Haro sur Cazeneuve

par Laurent Joffrin |  publié le 01/09/2024

La gauche radicale mène depuis plusieurs jours une honteuse campagne contre l’ancien Premier ministre. C’est parce qu’elle le craint.

Laurent Joffrin

Enfer et damnation ! Bernard Cazeneuve a une chance d’être nommé à Matignon. Abomination de la désolation ! Il pourrait même réussir dans sa nouvelle fonction. Tel est l’état d’esprit des caciques du Nouveau Front Populaire depuis que circule le nom de l’ancien Premier ministre pour prendre la tête d’un gouvernement minoritaire.

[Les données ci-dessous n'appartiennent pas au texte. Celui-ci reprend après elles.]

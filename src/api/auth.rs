//! Stored credentials and user preferences

use serde_json::Value;
use std::sync::{PoisonError, RwLock};

use crate::config::credentials::has_auth_scheme;
use crate::config::SecretString;

/// Languages the report endpoints localize into
pub const SUPPORTED_LANGUAGES: [&str; 4] = ["zh-CN", "en-US", "ja-JP", "ko-KR"];

pub const DEFAULT_LANGUAGE: &str = "en-US";

/// Shortest bare value accepted after a `Token ` prefix
const MIN_TOKEN_LEN: usize = 5;

/// Endpoints reachable without a token
const AUTH_PATHS: [&str; 5] = [
    "/auth/login",
    "/auth/register",
    "/auth/send-code",
    "/auth/request-password-reset",
    "/auth/reset-password-with-code",
];

/// Returns true for login, registration and password-reset endpoints.
pub fn is_auth_request(path: &str) -> bool {
    AUTH_PATHS.iter().any(|p| path.contains(p))
}

#[derive(Debug, Default)]
struct Stored {
    token: Option<SecretString>,
    user: Option<Value>,
    language: Option<String>,
}

/// In-memory stand-in for the extension's persisted login state
#[derive(Debug, Default)]
pub struct TokenStore {
    inner: RwLock<Stored>,
}

impl TokenStore {
    pub fn new() -> Self {
        Self::default()
    }

    pub fn with_token(token: impl Into<String>) -> Self {
        let store = Self::new();
        store.set_token(token);
        store
    }

    fn read(&self) -> std::sync::RwLockReadGuard<'_, Stored> {
        self.inner.read().unwrap_or_else(PoisonError::into_inner)
    }

    fn write(&self) -> std::sync::RwLockWriteGuard<'_, Stored> {
        self.inner.write().unwrap_or_else(PoisonError::into_inner)
    }

    pub fn set_token(&self, token: impl Into<String>) {
        self.write().token = Some(SecretString::new(token.into()));
    }

    pub fn token(&self) -> Option<SecretString> {
        self.read().token.clone()
    }

    pub fn set_user(&self, user: Value) {
        self.write().user = Some(user);
    }

    pub fn user(&self) -> Option<Value> {
        self.read().user.clone()
    }

    pub fn set_language(&self, language: impl Into<String>) {
        self.write().language = Some(language.into());
    }

    /// Report language: explicit preference, then the user profile's, then English.
    pub fn language(&self) -> String {
        let stored = self.read();
        let supported = |lang: &&str| SUPPORTED_LANGUAGES.contains(lang);

        stored
            .language
            .as_deref()
            .filter(supported)
            .or_else(|| {
                stored
                    .user
                    .as_ref()
                    .and_then(|u| u.get("language"))
                    .and_then(Value::as_str)
                    .filter(supported)
            })
            .unwrap_or(DEFAULT_LANGUAGE)
            .to_string()
    }

    /// Checks the stored token before an authenticated call.
    ///
    /// A bare token is rewritten to `Token <value>` and accepted. A `Token `
    /// value shorter than five characters is rejected; `Bearer ` tokens are
    /// accepted as-is.
    pub fn validate(&self) -> bool {
        let mut stored = self.write();
        let Some(token) = stored.token.as_ref().map(|t| t.expose_secret().to_string()) else {
            return false;
        };

        if !has_auth_scheme(&token) {
            stored.token = Some(SecretString::new(format!("Token {}", token)));
            return true;
        }

        match token.strip_prefix("Token ") {
            Some(value) => value.len() >= MIN_TOKEN_LEN,
            None => true,
        }
    }

    /// Authorization header value for the stored token.
    pub fn authorization(&self) -> Option<String> {
        self.read().token.as_ref().map(SecretString::authorization)
    }

    /// Forgets the token and user profile after an authentication failure.
    pub fn clear(&self) {
        let mut stored = self.write();
        stored.token = None;
        stored.user = None;
        tracing::info!("Cleared stored credentials");
    }

    pub fn is_authenticated(&self) -> bool {
        self.read().token.is_some()
    }
}
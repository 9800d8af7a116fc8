//! Page Classifier
//!
//! Decides whether a URL is worth running the symbol parser on. Any trade
//! keyword in the path qualifies; the registry's trade paths cover the rest.

use url::Url;

use super::registry::{exchanges, FUTURES_HOST};

const TRADE_KEYWORDS: [&str; 6] = ["trade", "trading", "exchange", "spot", "futures", "market"];

/// Returns true if `url` looks like an exchange trading page.
pub fn is_trading_page(url: &str) -> bool {
    let Ok(parsed) = Url::parse(url) else {
        return false;
    };

    let host = parsed.host_str().unwrap_or_default();
    let path = parsed.path();

    if host.contains(FUTURES_HOST) && path.contains("/futures/") {
        return true;
    }

    let lowered = path.to_lowercase();
    if TRADE_KEYWORDS.iter().any(|kw| lowered.contains(kw)) {
        return true;
    }

    exchanges()
        .iter()
        .any(|ex| host.contains(ex.hostname_fragment) && ex.matches_trade_path(path))
}

#[cfg(test)]
mod tests {
    use super::*;

    #[test]
    fn test_keyword_heuristic() {
        assert!(is_trading_page("https://www.binance.com/en/trade/BTC_USDT"));
        assert!(is_trading_page("https://unlisted.example/Markets/overview"));
        assert!(is_trading_page("https://www.okx.com/trade-spot/eth-usdt"));
    }

    #[test]
    fn test_registry_fallback() {
        // No keyword in the path; Bitfinex's `/t/` pattern carries it.
        assert!(is_trading_page("https://trading.bitfinex.com/t/BTC:UST"));
        assert!(is_trading_page("https://www.bitfinex.com/t/BTCUSD"));
        assert!(!is_trading_page("https://www.bitfinex.com/about"));
    }

    #[test]
    fn test_non_trading_pages() {
        assert!(!is_trading_page("https://example.com/"));
        assert!(!is_trading_page("https://www.binance.com/en/support"));
        assert!(!is_trading_page("not a url"));
        assert!(!is_trading_page(""));
    }

    #[test]
    fn test_futures_marketplace() {
        assert!(is_trading_page("https://futures.mexc.com/futures/BTC_USDT"));
    }
}
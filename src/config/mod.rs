//! Configuration Management
//!
//! Environment selection, proxy/rate-limit settings and the API token.

pub mod credentials;
pub mod proxy;

#[cfg(feature = "http_transport")]
pub mod http;

use std::str::FromStr;

use crate::error::BridgeError;

// Re-export
pub use credentials::SecretString;
pub use proxy::{ProxyConfig, RateLimitConfig};

#[cfg(feature = "http_transport")]
pub use http::HttpConfig;

/// Deployment environment of the bridge.
///
/// Selects the default API base URL and whether `SET_ENV_CONFIG` messages may
/// override the base URL and token at runtime.
#[derive(Debug, Clone, Copy, PartialEq, Eq, Default)]
pub enum Environment {
    #[default]
    Production,
    Development,
}

impl Environment {
    pub fn default_base_url(&self) -> &'static str {
        match self {
            Environment::Production => "https://www.cooltrade.xyz/api",
            Environment::Development => "http://127.0.0.1:8000/api",
        }
    }

    pub fn allows_runtime_override(&self) -> bool {
        matches!(self, Environment::Development)
    }
}

impl FromStr for Environment {
    type Err = BridgeError;

    fn from_str(s: &str) -> Result<Self, Self::Err> {
        match s.trim().to_ascii_lowercase().as_str() {
            "production" | "prod" => Ok(Environment::Production),
            "development" | "dev" => Ok(Environment::Development),
            other => Err(BridgeError::Config(format!(
                "unknown environment '{}', expected production or development",
                other
            ))),
        }
    }
}

/// Reads `key` through `lookup` and parses it, falling back to `default` when unset.
pub(crate) fn parse_var<T, F>(lookup: &F, key: &str, default: T) -> Result<T, BridgeError>
where
    T: FromStr,
    T::Err: std::fmt::Display,
    F: Fn(&str) -> Option<String>,
{
    match lookup(key) {
        Some(raw) if !raw.trim().is_empty() => raw
            .trim()
            .parse()
            .map_err(|e| BridgeError::Config(format!("invalid {}: {}", key, e))),
        _ => Ok(default),
    }
}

Rien ne prouve en fait, qu’Emmanuel Macron se dispose à procéder à cette nomination. Il reçoit ce matin l’intéressé, mais aussi les deux anciens présidents, François Hollande et Nicolas Sarkozy, puis, dans l’après-midi, Xavier Bertrand. Hollande soutiendra son ancien Premier ministre, Sarkozy plaidera pour une coalition entre le centre et la droite. Entre ces deux orientations, ou bien une troisième qui consisterait à choisir un chef de gouvernement non-directement politique, nul ne sait ce que le président s’apprête à décider.

Mais la simple hypothèse Cazeneuve a mis en transes les prophètes de la radicalité. LFI dénonce à l’avance et par principe toute personne qui s’écarterait un tant soit peu de ses oukases, considérant que tout contradicteur à gauche se désigne ipso facto comme un traître, ce qui est le propre de toutes les sectes. Les écologistes haïssent franchement l’ancien Premier ministre et maire de Cherbourg, pronucléaire sans ambages, républicain de stricte obédience et donc anti-communautaire, et lui imputent de manière scandaleuse la mort tragique du jeune Rémi Fraisse, alors même que l’enquête judiciaire consécutive à l’affaire a débouché sur un non-lieu, confirmé en appel et en cassation. Mais qu’est-ce qu’une décision de justice quand il s’agit de discréditer un adversaire politique ?

Quant au PS, il est à peine plus aimable envers un homme qui l’a fidèlement servi pendant plus de vingt ans et envers tous ceux qui sont sur une ligne proche. En pleine université d’été de son parti, Olivier Faure a laissé huer sans réagir Cazeneuve et le maire de Saint-Ouen Karim Bouamrane, désignés de manière parfaitement sectaire par Clémentine Autain à la vindicte préventive de la base pro-NUPES parce que l’un ou l’autre pourraient être désignés en lieu et place de Lucie Castets. Drôle de manière de défendre ses camarades ou anciens camarades…

Cette hostilité pavlovienne a une origine : par son parcours, par sa personnalité, Cazeneuve à la tête d’une équipe de centre-gauche pourrait obtenir la neutralité des députés socialistes et celle de la droite qui respecte ses compétences et donc gouverner sans attirer la foudre d’une motion de censure. Bien sûr, s’il s’agit de proroger la politique Macron, l’aventure tournera court et, de manière justifiée, sera rejetée par le PS unanime. Mais si Cazeneuve réussit à mener une réelle politique de centre-gauche, incomplète certes, mais bien distincte de celle mise en oeuvre jusqu’à présent, il peut gagner de la popularité, survivre aux oppositions croisées, et offrir au pays des résultats à court terme et un espoir à moyen terme. Même si l’hypothèse est ténue, malaisée, semée d’embûches, c’est bien ce que redoutent les sectateurs de « la vraie gauche ». Les grands-prêtres de la radicalité ont toujours préféré la droite conservatrice à la gauche réformiste.